# TASK GOAL
From the first line to the last, write out the material exactly.

# SOURCE DATA
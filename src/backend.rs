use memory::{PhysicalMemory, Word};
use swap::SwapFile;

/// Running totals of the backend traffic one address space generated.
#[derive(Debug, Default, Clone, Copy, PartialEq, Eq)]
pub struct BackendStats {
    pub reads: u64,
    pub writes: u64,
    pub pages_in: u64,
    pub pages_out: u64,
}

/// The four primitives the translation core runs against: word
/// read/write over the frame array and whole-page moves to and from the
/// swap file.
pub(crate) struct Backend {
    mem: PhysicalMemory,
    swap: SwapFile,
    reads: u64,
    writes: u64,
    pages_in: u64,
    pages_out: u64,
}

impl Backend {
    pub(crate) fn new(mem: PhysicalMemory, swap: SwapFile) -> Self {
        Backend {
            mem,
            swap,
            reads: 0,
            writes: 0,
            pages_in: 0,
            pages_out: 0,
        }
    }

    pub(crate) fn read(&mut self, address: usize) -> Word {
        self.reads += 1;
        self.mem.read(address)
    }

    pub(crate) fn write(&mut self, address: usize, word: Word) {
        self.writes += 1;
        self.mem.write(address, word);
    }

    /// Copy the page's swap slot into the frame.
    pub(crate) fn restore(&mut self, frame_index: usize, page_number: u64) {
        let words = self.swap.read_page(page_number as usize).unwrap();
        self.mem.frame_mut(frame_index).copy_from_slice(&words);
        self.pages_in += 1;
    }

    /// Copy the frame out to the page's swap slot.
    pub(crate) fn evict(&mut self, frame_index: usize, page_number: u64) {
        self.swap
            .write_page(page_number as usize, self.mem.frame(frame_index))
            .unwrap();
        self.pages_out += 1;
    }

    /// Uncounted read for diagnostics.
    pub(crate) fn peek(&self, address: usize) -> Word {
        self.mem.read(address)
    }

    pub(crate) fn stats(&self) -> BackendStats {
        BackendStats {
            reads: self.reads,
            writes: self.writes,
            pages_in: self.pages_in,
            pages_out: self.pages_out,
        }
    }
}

# RESPONSE TO THIS EXERCISE
filename src/backend.rs
use memory::{PhysicalMemory, Word};
use swap::SwapFile;

/// Running totals of the backend traffic one address space generated.
#[derive(Debug, Default, Clone, Copy, PartialEq, Eq)]
pub struct BackendStats {
    pub reads: u64,
    pub writes: u64,
    pub pages_in: u64,
    pub pages_out: u64,
}

/// The four primitives the translation core runs against: word
/// read/write over the frame array and whole-page moves to and from the
/// swap file.
pub(crate) struct Backend {
    mem: PhysicalMemory,
    swap: SwapFile,
    reads: u64,
    writes: u64,
    pages_in: u64,
    pages_out: u64,
}

impl Backend {
    pub(crate) fn new(mem: PhysicalMemory, swap: SwapFile) -> Self {
        Backend {
            mem,
            swap,
            reads: 0,
            writes: 0,
            pages_in: 0,
            pages_out: 0,
        }
    }

    pub(crate) fn read(&mut self, address: usize) -> Word {
        self.reads += 1;
        self.mem.read(address)
    }

    pub(crate) fn write(&mut self, address: usize, word: Word) {
        self.writes += 1;
        self.mem.write(address, word);
    }

    /// Copy the page's swap slot into the frame.
    pub(crate) fn restore(&mut self, frame_index: usize, page_number: u64) {
        let words = self.swap.read_page(page_number as usize).unwrap();
        self.mem.frame_mut(frame_index).copy_from_slice(&words);
        self.pages_in += 1;
    }

    /// Copy the frame out to the page's swap slot.
    pub(crate) fn evict(&mut self, frame_index: usize, page_number: u64) {
        self.swap
            .write_page(page_number as usize, self.mem.frame(frame_index))
            .unwrap();
        self.pages_out += 1;
    }

    /// Uncounted read for diagnostics.
    pub(crate) fn peek(&self, address: usize) -> Word {
        self.mem.read(address)
    }

    pub(crate) fn stats(&self) -> BackendStats {
        BackendStats {
            reads: self.reads,
            writes: self.writes,
            pages_in: self.pages_in,
            pages_out: self.pages_out,
        }
    }
}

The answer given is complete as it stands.